PROBLEM DETAILS: Among the lines below, copy each one in which "TransportEvent" appears.

[Records contained in a dataset]

┏━━

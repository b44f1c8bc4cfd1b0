//! WebSocket transport implementation
//!
//! WAMP v1 frames are JSON text, so outbound data goes out as text frames.
//! Inbound text and binary frames are both surfaced as [`TransportEvent::Data`].

use async_trait::async_trait;
use bytes::Bytes;
use futures_util::{SinkExt, StreamExt};
use parking_lot::Mutex;
use std::net::SocketAddr;
use std::sync::Arc;
use std::time::Duration;
use tokio::io::{AsyncRead, AsyncWrite};
use tokio::net::{TcpListener, TcpStream};
use tokio::sync::mpsc;
use tokio::task::JoinHandle;
use tokio_tungstenite::{
    connect_async,
    tungstenite::{
        client::IntoClientRequest,
        handshake::server::{Request as HsRequest, Response as HsResponse},
        http::HeaderValue,
        protocol::{Message as WsMessage, WebSocketConfig as TungsteniteConfig},
    },
    WebSocketStream,
};
use tracing::{debug, error, info, warn};

use crate::error::{Result, TransportError};
use crate::traits::{Transport, TransportEvent, TransportReceiver, TransportSender, TransportServer};

use wamp_core::WS_SUBPROTOCOL;

/// Handshaken connections buffered ahead of `accept`
const ACCEPT_BACKLOG: usize = 64;
/// Pause after a failed TCP accept (e.g. out of file descriptors)
const ACCEPT_RETRY_DELAY: Duration = Duration::from_millis(100);

/// WebSocket configuration
#[derive(Debug, Clone)]
pub struct WebSocketConfig {
    /// Subprotocol to use
    pub subprotocol: String,
    /// Maximum message size
    pub max_message_size: usize,
    /// Outbound frames buffered per connection before `try_send` drops
    pub send_queue_capacity: usize,
    /// Time a new peer has to complete the upgrade handshake
    pub handshake_timeout: Duration,
}

impl Default for WebSocketConfig {
    fn default() -> Self {
        Self {
            subprotocol: WS_SUBPROTOCOL.to_string(),
            max_message_size: 64 * 1024, // 64KB
            send_queue_capacity: 256,
            handshake_timeout: Duration::from_secs(10),
        }
    }
}

/// WebSocket client transport
pub struct WebSocketTransport {
    config: WebSocketConfig,
}

impl WebSocketTransport {
    pub fn new() -> Self {
        Self {
            config: WebSocketConfig::default(),
        }
    }

    pub fn with_config(config: WebSocketConfig) -> Self {
        Self { config }
    }

    pub fn config(&self) -> &WebSocketConfig {
        &self.config
    }
}

impl Default for WebSocketTransport {
    fn default() -> Self {
        Self::new()
    }
}

/// WebSocket sender
pub struct WebSocketSender {
    tx: mpsc::Sender<WsMessage>,
    connected: Arc<Mutex<bool>>,
}

fn to_frame(data: Bytes) -> WsMessage {
    match String::from_utf8(data.to_vec()) {
        Ok(text) => WsMessage::Text(text),
        Err(e) => WsMessage::Binary(e.into_bytes()),
    }
}

#[async_trait]
impl TransportSender for WebSocketSender {
    async fn send(&self, data: Bytes) -> Result<()> {
        if !self.is_connected() {
            return Err(TransportError::NotConnected);
        }

        self.tx
            .send(to_frame(data))
            .await
            .map_err(|e| TransportError::SendFailed(e.to_string()))
    }

    fn try_send(&self, data: Bytes) -> Result<()> {
        if !self.is_connected() {
            return Err(TransportError::NotConnected);
        }

        self.tx.try_send(to_frame(data)).map_err(|e| match e {
            mpsc::error::TrySendError::Full(_) => TransportError::QueueFull,
            mpsc::error::TrySendError::Closed(_) => TransportError::ConnectionClosed,
        })
    }

    fn is_connected(&self) -> bool {
        *self.connected.lock()
    }

    async fn close(&self) -> Result<()> {
        let _ = self.tx.send(WsMessage::Close(None)).await;
        *self.connected.lock() = false;
        Ok(())
    }
}

/// WebSocket receiver
pub struct WebSocketReceiver {
    rx: mpsc::Receiver<TransportEvent>,
}

#[async_trait]
impl TransportReceiver for WebSocketReceiver {
    async fn recv(&mut self) -> Option<TransportEvent> {
        self.rx.recv().await
    }
}

/// Split a websocket stream into a sender/receiver pair backed by reader and writer tasks
fn spawn_connection<S>(
    ws_stream: WebSocketStream<S>,
    send_queue_capacity: usize,
) -> (WebSocketSender, WebSocketReceiver)
where
    S: AsyncRead + AsyncWrite + Unpin + Send + 'static,
{
    let (mut write, mut read) = ws_stream.split();

    let (send_tx, mut send_rx) = mpsc::channel::<WsMessage>(send_queue_capacity.max(1));
    let (event_tx, event_rx) = mpsc::channel::<TransportEvent>(100);

    let connected = Arc::new(Mutex::new(true));
    let connected_write = connected.clone();
    let connected_read = connected.clone();

    // Writer task
    tokio::spawn(async move {
        loop {
            match send_rx.recv().await {
                Some(msg) => {
                    let closing = matches!(msg, WsMessage::Close(_));
                    if let Err(e) = write.send(msg).await {
                        error!("WebSocket write error: {}", e);
                        break;
                    }
                    if closing {
                        break;
                    }
                }
                // Every sender handle dropped: start the closing handshake
                None => {
                    let _ = write.close().await;
                    break;
                }
            }
        }
        *connected_write.lock() = false;
    });

    // Reader task
    tokio::spawn(async move {
        let _ = event_tx.send(TransportEvent::Connected).await;

        while let Some(result) = read.next().await {
            match result {
                Ok(WsMessage::Text(text)) => {
                    let _ = event_tx.send(TransportEvent::Data(Bytes::from(text))).await;
                }
                Ok(WsMessage::Binary(data)) => {
                    let _ = event_tx.send(TransportEvent::Data(Bytes::from(data))).await;
                }
                Ok(WsMessage::Close(frame)) => {
                    let reason = frame.map(|f| f.reason.to_string());
                    debug!("WebSocket closed: {:?}", reason);
                    let _ = event_tx.send(TransportEvent::Disconnected { reason }).await;
                    break;
                }
                // Ping/pong is answered by tungstenite
                Ok(_) => {}
                Err(e) => {
                    let _ = event_tx.send(TransportEvent::Error(e.to_string())).await;
                    let _ = event_tx
                        .send(TransportEvent::Disconnected {
                            reason: Some(e.to_string()),
                        })
                        .await;
                    break;
                }
            }
        }

        *connected_read.lock() = false;
    });

    let sender = WebSocketSender {
        tx: send_tx,
        connected,
    };
    let receiver = WebSocketReceiver { rx: event_rx };

    (sender, receiver)
}

#[async_trait]
impl Transport for WebSocketTransport {
    type Sender = WebSocketSender;
    type Receiver = WebSocketReceiver;

    async fn connect(url: &str) -> Result<(Self::Sender, Self::Receiver)> {
        info!("Connecting to WebSocket: {}", url);

        let mut request = url
            .into_client_request()
            .map_err(|e| TransportError::InvalidUrl(e.to_string()))?;
        request.headers_mut().insert(
            "Sec-WebSocket-Protocol",
            HeaderValue::from_static(WS_SUBPROTOCOL),
        );

        let (ws_stream, response) = connect_async(request)
            .await
            .map_err(|e| TransportError::ConnectionFailed(e.to_string()))?;

        debug!("WebSocket connected, response: {:?}", response.status());

        Ok(spawn_connection(
            ws_stream,
            WebSocketConfig::default().send_queue_capacity,
        ))
    }
}

/// A finished handshake waiting for [`TransportServer::accept`]
type Accepted = (WebSocketSender, WebSocketReceiver, SocketAddr);

/// WebSocket server
///
/// TCP accepts run on a background task and every upgrade handshake runs on
/// its own task under [`WebSocketConfig::handshake_timeout`]. A peer that
/// connects and never upgrades only ties up its own task; `accept` yields
/// connections in the order their handshakes finish.
pub struct WebSocketServer {
    listener: Option<TcpListener>,
    local_addr: SocketAddr,
    config: WebSocketConfig,
    ready: Option<mpsc::Receiver<Accepted>>,
    acceptor: Mutex<Option<JoinHandle<()>>>,
}

impl WebSocketServer {
    pub async fn bind(addr: &str) -> Result<Self> {
        let listener = TcpListener::bind(addr)
            .await
            .map_err(|e| TransportError::ConnectionFailed(e.to_string()))?;
        let local_addr = listener.local_addr()?;

        info!("WebSocket server listening on {}", local_addr);

        Ok(Self {
            listener: Some(listener),
            local_addr,
            config: WebSocketConfig::default(),
            ready: None,
            acceptor: Mutex::new(None),
        })
    }

    /// Replace the configuration. The acceptor captures it on the first
    /// `accept`, so set it before serving.
    pub fn with_config(mut self, config: WebSocketConfig) -> Self {
        self.config = config;
        self
    }

    fn start_acceptor(&mut self) -> Result<mpsc::Receiver<Accepted>> {
        let listener = self.listener.take().ok_or(TransportError::ConnectionClosed)?;
        let (ready_tx, ready_rx) = mpsc::channel(ACCEPT_BACKLOG);
        let config = self.config.clone();

        let handle = tokio::spawn(async move {
            loop {
                let (stream, addr) = tokio::select! {
                    accepted = listener.accept() => match accepted {
                        Ok(accepted) => accepted,
                        Err(e) => {
                            warn!("TCP accept failed: {}", e);
                            tokio::time::sleep(ACCEPT_RETRY_DELAY).await;
                            continue;
                        }
                    },
                    _ = ready_tx.closed() => break,
                };
                debug!("Accepted TCP connection from {}", addr);

                let ready_tx = ready_tx.clone();
                let config = config.clone();
                tokio::spawn(async move {
                    let ws_stream = match handshake(stream, &config).await {
                        Ok(ws_stream) => ws_stream,
                        Err(e) => {
                            warn!("WebSocket handshake with {} failed: {}", addr, e);
                            return;
                        }
                    };
                    info!("WebSocket client connected from {}", addr);

                    let (sender, receiver) =
                        spawn_connection(ws_stream, config.send_queue_capacity);
                    if ready_tx.send((sender, receiver, addr)).await.is_err() {
                        debug!("Server closed before {} was accepted", addr);
                    }
                });
            }
        });

        *self.acceptor.lock() = Some(handle);
        Ok(ready_rx)
    }
}

/// Upgrade one TCP stream, bounded by the configured handshake timeout
async fn handshake(
    stream: TcpStream,
    config: &WebSocketConfig,
) -> Result<WebSocketStream<TcpStream>> {
    let mut ws_config = TungsteniteConfig::default();
    ws_config.max_message_size = Some(config.max_message_size);

    // Echo our subprotocol back only when the client offered it
    let subprotocol = config.subprotocol.as_str();
    let upgrade = tokio_tungstenite::accept_hdr_async_with_config(
        stream,
        |req: &HsRequest, mut response: HsResponse| {
            let offered = req
                .headers()
                .get("Sec-WebSocket-Protocol")
                .and_then(|v| v.to_str().ok())
                .map(|s| s.split(',').any(|p| p.trim() == subprotocol))
                .unwrap_or(false);
            if offered {
                if let Ok(value) = HeaderValue::from_str(subprotocol) {
                    response
                        .headers_mut()
                        .insert("Sec-WebSocket-Protocol", value);
                }
            }
            Ok(response)
        },
        Some(ws_config),
    );

    match tokio::time::timeout(config.handshake_timeout, upgrade).await {
        Ok(upgraded) => upgraded.map_err(|e| TransportError::Handshake(e.to_string())),
        Err(_) => Err(TransportError::HandshakeTimeout(config.handshake_timeout)),
    }
}

#[async_trait]
impl TransportServer for WebSocketServer {
    type Sender = WebSocketSender;
    type Receiver = WebSocketReceiver;

    async fn accept(&mut self) -> Result<(Self::Sender, Self::Receiver, SocketAddr)> {
        if self.ready.is_none() {
            self.ready = Some(self.start_acceptor()?);
        }
        let ready = self.ready.as_mut().ok_or(TransportError::ConnectionClosed)?;
        ready.recv().await.ok_or(TransportError::ConnectionClosed)
    }

    fn local_addr(&self) -> Result<SocketAddr> {
        Ok(self.local_addr)
    }

    async fn close(&self) -> Result<()> {
        if let Some(acceptor) = self.acceptor.lock().take() {
            acceptor.abort();
        }
        Ok(())
    }
}

impl Drop for WebSocketServer {
    fn drop(&mut self) {
        if let Some(acceptor) = self.acceptor.get_mut().take() {
            acceptor.abort();
        }
    }
}

#[cfg(test)]
mod tests {
    use super::*;

    #[test]
    fn test_websocket_config() {
        let config = WebSocketConfig::default();
        assert_eq!(config.subprotocol, "wamp");
        assert!(config.send_queue_capacity > 0);
        assert_eq!(config.handshake_timeout, Duration::from_secs(10));
    }

    #[test]
    fn test_text_frames_for_json() {
        assert!(matches!(to_frame(Bytes::from_static(b"[5,\"t\"]")), WsMessage::Text(_)));
        assert!(matches!(to_frame(Bytes::from_static(&[0xff, 0xfe])), WsMessage::Binary(_)));
    }
}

┗━━

RESPONSE AREA:
//! Inbound text and binary frames are both surfaced as [`TransportEvent::Data`].
use crate::traits::{Transport, TransportEvent, TransportReceiver, TransportSender, TransportServer};
    rx: mpsc::Receiver<TransportEvent>,
    async fn recv(&mut self) -> Option<TransportEvent> {
    let (event_tx, event_rx) = mpsc::channel::<TransportEvent>(100);
        let _ = event_tx.send(TransportEvent::Connected).await;
                    let _ = event_tx.send(TransportEvent::Data(Bytes::from(text))).await;
                    let _ = event_tx.send(TransportEvent::Data(Bytes::from(data))).await;
                    let _ = event_tx.send(TransportEvent::Disconnected { reason }).await;
                    let _ = event_tx.send(TransportEvent::Error(e.to_string())).await;
                        .send(TransportEvent::Disconnected {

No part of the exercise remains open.